A mediados de 2018 cierto amigo asistió a una reunión organizada por una de las principales cámaras empresariales, en la cual el entonces presidente electo prometió que durante su gobierno el PIB de México crecería no-sé-cuántos por ciento. Aquel salió de la reunión decepcionado; en su opinión, no era razonable establecer metas de crecimiento porque… bueno, porque no fue eso lo que predicaron Moisés y todos los profetas, ¿verdad? “¡Acumular, acumular!”
El amigo del que les platico —economista octogenario educado en las mejores escuelas neoliberales, para más señas— perteneció a la generación que gobernó el país en la época en que la bonanza petrolera originada por el descubrimiento del megayacimiento de Cantarell creó la ilusión de que el crecimiento no tenía otros límites que los que fijara nuestra imaginación. Aquellos pozos rebosantes de oro negro, sin embargo, habían comenzado a agotarse desde el momento en que extrajimos su primera gota. El paradigma del capitalismo, entonces, tendría que ser reconsiderado: ¿puede el crecimiento continuar infinitamente en un planeta finito?
En 1972, el Club de Roma publicó un celebérrimo informe titulado The limits to gowth para responder a esa pregunta; a la oenegé basada en una capital europea que irónicamente no es la italiana le inquietaba que el crecimiento desmesurado pudiera materializar la visión apocalíptica descrita por Thomas Malthus, según la cual, debido a que el número de seres humanos crece más rápidamente que el de los recursos que consumen nuestra raza experimentaría una pauperización progresiva que conduciría al colapso social y eventualmente, quizá, a su extinción (An essay on the principle of population, 1798).
En su informe, los expertos confirmaron la teoría de Malthus; efectivamente, advirtieron, puesto que los recursos no renovables, la tierra cultivable o la capacidad de absorción de la polución de nuestro planeta no son ilimitados, si continuábamos creciendo desmesuradamente, colapsaríamos en el transcurso de este siglo. El problema, según, era la reproducción ilimitada de las clases pobres; es decir, que ya eran muchos los que mamaban de los programas de asistencia social y ¡ay, seguían pariendo las abuelas! A fin de corregir el rumbo, recomendaron implementar inmediatamente estrategias de control poblacional que a botepronto parecen muy progresistas pero que, en realidad, refuerzan el statu quo:
En esencia, las recomendaciones de Malthus de “hacer calles más estrechas, hacinar a más personas en las casas y provocar enfermedades en los barrios obreros” no son muy distintas a las de aquellos expertos de despenalizar el aborto o promover la planificación familiar y el uso de anticonceptivos; en ambas subyace la idea de que uno debería tener solo tantos hijos como pueda buenamente mantener y no tantos como a duras penas puede subsidiar papá-Estado.
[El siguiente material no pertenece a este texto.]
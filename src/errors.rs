/*
 *
 *  *
 *  *      Copyright (c) 2018-2025, SnackCloud All rights reserved.
 *  *
 *  *   Redistribution and use in source and binary forms, with or without
 *  *   modification, are permitted provided that the following conditions are met:
 *  *
 *  *   Redistributions of source code must retain the above copyright notice,
 *  *   this list of conditions and the following disclaimer.
 *  *   Redistributions in binary form must reproduce the above copyright
 *  *   notice, this list of conditions and the following disclaimer in the
 *  *   documentation and/or other materials provided with the distribution.
 *  *   Neither the name of the www.snackcloud.cn developer nor the names of its
 *  *   contributors may be used to endorse or promote products derived from
 *  *   this software without specific prior written permission.
 *  *   Author: SnackCloud
 *  *
 *
 */

//!
//! Common Errors.
//!
use std::fmt;

use hqlplan_core::HqlDataError;

pub type Result<T> = std::result::Result<T, HqlError>;

#[derive(Debug, Clone, PartialEq)]
pub enum HqlError {
    /// Parameter syntax and parameter lookup failures.
    Data(HqlDataError),
    /// Operations the plan refuses to attempt, e.g. scrolling a polymorphic query.
    QueryError(String),
    /// Translator and recognizer disagree on the ordinal parameter count.
    ParameterMismatch { expected: usize, found: usize },
    /// Compilation failures reported by a translator, passed through unchanged.
    MappingError(String),
    Unsupported(String),
    FilterError(String),
    ConfigError(String),
    ExecutionError(String),
}

impl HqlError {
    pub fn query_error<T: Into<String>>(err: T) -> Self {
        Self::QueryError(err.into())
    }

    pub fn mapping_error<T: Into<String>>(err: T) -> Self {
        Self::MappingError(err.into())
    }

    pub fn filter_error<T: Into<String>>(err: T) -> Self {
        Self::FilterError(err.into())
    }

    pub fn execution_error<T: Into<String>>(err: T) -> Self {
        Self::ExecutionError(err.into())
    }

    pub fn config_error<T: Into<String>>(err: T) -> Self {
        Self::ConfigError(err.into())
    }
}

impl fmt::Display for HqlError {
    fn fmt(&self, f: &mut fmt::Formatter) -> fmt::Result {
        match self {
            HqlError::Data(err) => err.fmt(f),
            HqlError::QueryError(err) => write!(f, "Query Error: {}", err),
            HqlError::ParameterMismatch { expected, found } => write!(
                f,
                "ordinal parameter mismatch: translator expects {} but query declares {}",
                expected, found
            ),
            HqlError::MappingError(err) => write!(f, "Mapping Error: {}", err),
            HqlError::Unsupported(err) => write!(f, "Unsupported: {}", err),
            HqlError::FilterError(err) => write!(f, "Filter Error: {}", err),
            HqlError::ConfigError(err) => write!(f, "Config Error: {}", err),
            HqlError::ExecutionError(err) => write!(f, "Execution Error: {}", err),
        }
    }
}

impl std::error::Error for HqlError {
    fn source(&self) -> Option<&(dyn std::error::Error + 'static)> {
        match self {
            HqlError::Data(err) => Some(err),
            _ => None,
        }
    }
}

impl From<HqlDataError> for HqlError {
    fn from(err: HqlDataError) -> Self {
        HqlError::Data(err)
    }
}

impl From<serde_json::Error> for HqlError {
    fn from(err: serde_json::Error) -> Self {
        HqlError::ConfigError(err.to_string())
    }
}
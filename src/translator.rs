/*
 *
 *  *
 *  *      Copyright (c) 2018-2025, SnackCloud All rights reserved.
 *  *
 *  *   Redistribution and use in source and binary forms, with or without
 *  *   modification, are permitted provided that the following conditions are met:
 *  *
 *  *   Redistributions of source code must retain the above copyright notice,
 *  *   this list of conditions and the following disclaimer.
 *  *   Redistributions in binary form must reproduce the above copyright
 *  *   notice, this list of conditions and the following disclaimer in the
 *  *   documentation and/or other materials provided with the distribution.
 *  *   Neither the name of the www.snackcloud.cn developer nor the names of its
 *  *   contributors may be used to endorse or promote products derived from
 *  *   this software without specific prior written permission.
 *  *   Author: SnackCloud
 *  *
 *
 */

//!
//! Collaborators that compile and execute one concrete query.
//!
//! A plan owns one translator per concrete query produced by the splitter. Whether a
//! translator compiles a top level query or a collection filter is decided once, when
//! the plan is built, and recorded in the [`Translator`] variant.
//!
use std::collections::BTreeSet;
use std::sync::Arc;

use hqlplan_core::{HqlValue, ParameterTranslations, SqlType};
use indexmap::IndexMap;
use uuid::Uuid;

use crate::errors::{HqlError, Result};
use crate::factory::SessionFactory;
use crate::filter::EnabledFilters;
use crate::parameters::{QueryParameters, RowSelection};

/// One result: an entity, a scalar or a projection tuple. Two rows are the same
/// object when they share an allocation.
pub type Row = Arc<HqlValue>;

pub type RowIter = Box<dyn Iterator<Item = Result<Row>> + Send>;

/// Server side cursor over the results of a single statement.
pub trait ScrollableResults: Send {
    /// Advance to the next row, returning it, or `None` past the last row.
    fn next(&mut self) -> Result<Option<Row>>;

    fn current(&self) -> Option<&Row>;

    fn close(&mut self) -> Result<()>;
}

/// The session a plan executes against.
pub trait SessionContext: Send + Sync {
    fn session_id(&self) -> Uuid;

    /// Evict shared cache regions affected by a bulk statement over `query_spaces`.
    fn cleanup_shared_caches(&self, query_spaces: &BTreeSet<String>) -> Result<()>;

    /// Run an already rewritten native statement with values bound in JDBC order.
    fn execute_native_update(
        &self,
        sql: &str,
        values: &[HqlValue],
        selection: Option<&RowSelection>,
    ) -> Result<u64>;
}

pub trait QueryTranslator: Send + Sync {
    /// Compile the concrete query. `substitutions` are the configured HQL token replacements.
    fn compile(&mut self, substitutions: &IndexMap<String, String>, shallow: bool) -> Result<()>;

    fn list(&self, session: &dyn SessionContext, params: &QueryParameters) -> Result<Vec<Row>>;

    fn iterate(&self, session: &dyn SessionContext, params: &QueryParameters) -> Result<RowIter>;

    fn scroll(&self, session: &dyn SessionContext, params: &QueryParameters) -> Result<Box<dyn ScrollableResults>>;

    fn execute_update(&self, session: &dyn SessionContext, params: &QueryParameters) -> Result<u64>;

    fn query_spaces(&self) -> &BTreeSet<String>;

    fn collect_sql_strings(&self) -> Vec<String>;

    fn parameter_translations(&self) -> &ParameterTranslations;

    fn is_manipulation_statement(&self) -> bool;

    fn return_aliases(&self) -> &[String];

    fn return_types(&self) -> &[SqlType];

    fn contains_collection_fetches(&self) -> bool;

    fn query_string(&self) -> &str;

    fn query_identifier(&self) -> &str;
}

/// Translator of a query applied to the elements of a collection.
pub trait FilterTranslator: QueryTranslator {
    fn compile_filter(
        &mut self,
        collection_role: &str,
        substitutions: &IndexMap<String, String>,
        shallow: bool,
    ) -> Result<()>;
}

pub trait QueryTranslatorFactory: Send + Sync {
    fn create_query_translator(
        &self,
        query_identifier: &str,
        query_string: &str,
        filters: &EnabledFilters,
        factory: &SessionFactory,
    ) -> Result<Box<dyn QueryTranslator>>;

    fn create_filter_translator(
        &self,
        query_identifier: &str,
        query_string: &str,
        filters: &EnabledFilters,
        factory: &SessionFactory,
    ) -> Result<Box<dyn FilterTranslator>>;
}

pub enum Translator {
    Query(Box<dyn QueryTranslator>),
    Filter(Box<dyn FilterTranslator>),
}

macro_rules! dispatch {
    ($self:ident, $t:ident => $body:expr) => {
        match $self {
            Translator::Query($t) => $body,
            Translator::Filter($t) => $body,
        }
    };
}

impl Translator {
    pub fn compile(
        &mut self,
        collection_role: Option<&str>,
        substitutions: &IndexMap<String, String>,
        shallow: bool,
    ) -> Result<()> {
        match (self, collection_role) {
            (Translator::Query(t), _) => t.compile(substitutions, shallow),
            (Translator::Filter(t), Some(role)) => t.compile_filter(role, substitutions, shallow),
            (Translator::Filter(t), None) => Err(HqlError::mapping_error(format!(
                "filter translator for [{}] compiled without a collection role",
                t.query_string()
            ))),
        }
    }

    pub fn is_filter(&self) -> bool {
        matches!(self, Translator::Filter(_))
    }

    pub fn list(&self, session: &dyn SessionContext, params: &QueryParameters) -> Result<Vec<Row>> {
        dispatch!(self, t => t.list(session, params))
    }

    pub fn iterate(&self, session: &dyn SessionContext, params: &QueryParameters) -> Result<RowIter> {
        dispatch!(self, t => t.iterate(session, params))
    }

    pub fn scroll(&self, session: &dyn SessionContext, params: &QueryParameters) -> Result<Box<dyn ScrollableResults>> {
        dispatch!(self, t => t.scroll(session, params))
    }

    pub fn execute_update(&self, session: &dyn SessionContext, params: &QueryParameters) -> Result<u64> {
        dispatch!(self, t => t.execute_update(session, params))
    }

    pub fn query_spaces(&self) -> &BTreeSet<String> {
        dispatch!(self, t => t.query_spaces())
    }

    pub fn collect_sql_strings(&self) -> Vec<String> {
        dispatch!(self, t => t.collect_sql_strings())
    }

    pub fn parameter_translations(&self) -> &ParameterTranslations {
        dispatch!(self, t => t.parameter_translations())
    }

    pub fn is_manipulation_statement(&self) -> bool {
        dispatch!(self, t => t.is_manipulation_statement())
    }

    pub fn return_aliases(&self) -> &[String] {
        dispatch!(self, t => t.return_aliases())
    }

    pub fn return_types(&self) -> &[SqlType] {
        dispatch!(self, t => t.return_types())
    }

    pub fn contains_collection_fetches(&self) -> bool {
        dispatch!(self, t => t.contains_collection_fetches())
    }

    pub fn query_string(&self) -> &str {
        dispatch!(self, t => t.query_string())
    }

    pub fn query_identifier(&self) -> &str {
        dispatch!(self, t => t.query_identifier())
    }
}

impl std::fmt::Debug for Translator {
    fn fmt(&self, f: &mut std::fmt::Formatter<'_>) -> std::fmt::Result {
        let kind = if self.is_filter() { "Filter" } else { "Query" };
        f.debug_struct("Translator")
            .field("kind", &kind)
            .field("query", &self.query_string())
            .finish()
    }
}
/*
 *
 *  *
 *  *      Copyright (c) 2018-2025, SnackCloud All rights reserved.
 *  *
 *  *   Redistribution and use in source and binary forms, with or without
 *  *   modification, are permitted provided that the following conditions are met:
 *  *
 *  *   Redistributions of source code must retain the above copyright notice,
 *  *   this list of conditions and the following disclaimer.
 *  *   Redistributions in binary form must reproduce the above copyright
 *  *   notice, this list of conditions and the following disclaimer in the
 *  *   documentation and/or other materials provided with the distribution.
 *  *   Neither the name of the www.snackcloud.cn developer nor the names of its
 *  *   contributors may be used to endorse or promote products derived from
 *  *   this software without specific prior written permission.
 *  *   Author: SnackCloud
 *  *
 *
 */

//! Single forward scan over HQL / SQL text that classifies every character as
//! quoted text, comment text, a parameter marker or plain "other" text.

use once_cell::sync::Lazy;
use regex::Regex;

use crate::HqlDataError;

static ESCAPE_CALL_TEMPLATE: Lazy<Regex> =
    Lazy::new(|| Regex::new(r"(?i)^\{\s*\?\s*=\s*call").expect("escape call template regex"));

/// Characters that terminate a parameter name.
pub fn is_hql_separator(c: char) -> bool {
    matches!(
        c,
        ' ' | '\n' | '\r' | '\u{000C}' | '\t' | ',' | '(' | ')' | '=' | '<' | '>' | '&' | '|'
            | '+' | '-' | '/' | '*' | '\'' | '^' | '!' | '[' | ']' | '#' | '~' | '\\' | ';'
    )
}

/// Callbacks fired by [`ParameterParser::parse`]. Positions are byte offsets into the scanned text.
pub trait ParameterRecognizer {
    /// The leading `?` of a `{?=call ...}` escape.
    fn out_parameter(&mut self, position: usize);

    fn ordinal_parameter(&mut self, position: usize);

    fn named_parameter(&mut self, name: &str, position: usize);

    /// `?1` style parameter; `name` is the digit run without the `?`.
    fn jpa_positional_parameter(&mut self, name: &str, position: usize);

    fn other(&mut self, character: char);

    fn complete(&mut self) {}
}

#[derive(Debug, Clone, Copy, PartialEq, Eq)]
enum LexMode {
    Normal,
    SingleQuote,
    DoubleQuote,
    DelimitedComment,
    LineComment,
}

pub struct ParameterParser;

impl ParameterParser {
    /// Scan `sql` once, left to right, invoking exactly one callback per character
    /// or per complete parameter token.
    pub fn parse<R>(sql: &str, recognizer: &mut R) -> Result<(), HqlDataError>
    where
        R: ParameterRecognizer + ?Sized,
    {
        let has_main_output_parameter = Self::starts_with_escape_call_template(sql);
        let mut found_main_output_parameter = false;

        let chars: Vec<(usize, char)> = sql.char_indices().collect();
        let peek = |index: usize| chars.get(index).map(|&(_, c)| c);
        let mut mode = LexMode::Normal;
        let mut index = 0;

        while index < chars.len() {
            let (offset, c) = chars[index];
            match mode {
                LexMode::SingleQuote => {
                    if c == '\'' {
                        mode = LexMode::Normal;
                    }
                    recognizer.other(c);
                }
                LexMode::DoubleQuote => {
                    if c == '"' {
                        mode = LexMode::Normal;
                    }
                    recognizer.other(c);
                }
                LexMode::DelimitedComment => {
                    recognizer.other(c);
                    if c == '*' && peek(index + 1) == Some('/') {
                        recognizer.other('/');
                        index += 1;
                        mode = LexMode::Normal;
                    }
                }
                LexMode::LineComment => {
                    recognizer.other(c);
                    if c == '\n' {
                        mode = LexMode::Normal;
                    } else if c == '\r' {
                        // \r\n is a single terminator
                        mode = LexMode::Normal;
                        if peek(index + 1) == Some('\n') {
                            recognizer.other('\n');
                            index += 1;
                        }
                    }
                }
                LexMode::Normal => match c {
                    '\'' => {
                        mode = LexMode::SingleQuote;
                        recognizer.other(c);
                    }
                    '"' => {
                        mode = LexMode::DoubleQuote;
                        recognizer.other(c);
                    }
                    '/' if peek(index + 1) == Some('*') => {
                        mode = LexMode::DelimitedComment;
                        recognizer.other('/');
                        recognizer.other('*');
                        index += 1;
                    }
                    '-' if peek(index + 1) == Some('-') => {
                        mode = LexMode::LineComment;
                        recognizer.other('-');
                        recognizer.other('-');
                        index += 1;
                    }
                    '\\' => {
                        // the escaped character is never re-interpreted
                        recognizer.other(c);
                        if let Some(next) = peek(index + 1) {
                            recognizer.other(next);
                            index += 1;
                        }
                    }
                    ':' if peek(index + 1) == Some(':') => {
                        recognizer.other(':');
                        recognizer.other(':');
                        index += 1;
                    }
                    ':' => {
                        let end = Self::next_separator(&chars, index + 1);
                        let name = Self::token(sql, &chars, offset + 1, end);
                        if name.is_empty() {
                            return Err(HqlDataError::parse_error(
                                "Space is not allowed after parameter prefix ':'",
                                sql,
                            ));
                        }
                        recognizer.named_parameter(name, offset);
                        index = end;
                        continue;
                    }
                    '?' if peek(index + 1).is_some_and(|next| next.is_ascii_digit()) => {
                        let end = Self::next_separator(&chars, index + 1);
                        let label = Self::token(sql, &chars, offset + 1, end);
                        if label.parse::<i32>().is_err() {
                            return Err(HqlDataError::parse_error(
                                format!("JPA-style positional param was not an integral ordinal: ?{}", label),
                                sql,
                            ));
                        }
                        recognizer.jpa_positional_parameter(label, offset);
                        index = end;
                        continue;
                    }
                    '?' => {
                        if has_main_output_parameter && !found_main_output_parameter {
                            found_main_output_parameter = true;
                            recognizer.out_parameter(offset);
                        } else {
                            recognizer.ordinal_parameter(offset);
                        }
                    }
                    _ => recognizer.other(c),
                },
            }
            index += 1;
        }

        recognizer.complete();
        Ok(())
    }

    /// Whether `sql` is a JDBC escaped call with a leading output parameter, e.g. `{? = call proc(?)}`.
    pub fn starts_with_escape_call_template(sql: &str) -> bool {
        if !(sql.starts_with('{') && sql.ends_with('}')) {
            return false;
        }
        ESCAPE_CALL_TEMPLATE.is_match(sql)
    }

    fn next_separator(chars: &[(usize, char)], from: usize) -> usize {
        chars[from.min(chars.len())..]
            .iter()
            .position(|&(_, c)| is_hql_separator(c))
            .map_or(chars.len(), |relative| from + relative)
    }

    fn token<'a>(sql: &'a str, chars: &[(usize, char)], start: usize, end: usize) -> &'a str {
        let end_offset = chars.get(end).map_or(sql.len(), |&(o, _)| o);
        &sql[start..end_offset]
    }
}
La consecuencia evidente de estas políticas no es otra sino la conservación del predominio de las élites frente a la emergencia de una masa cada vez más numerosa, más hambrienta y seguramente, más enojada.
Añadiendo contradicciones a la causa, nos hallamos de pronto, pues, en una situación en la que parece imposible sostener simultáneamente o al menos, con la misma energía o con el mismo entusiasmo, una agenda progre y una eficiente lucha de clases.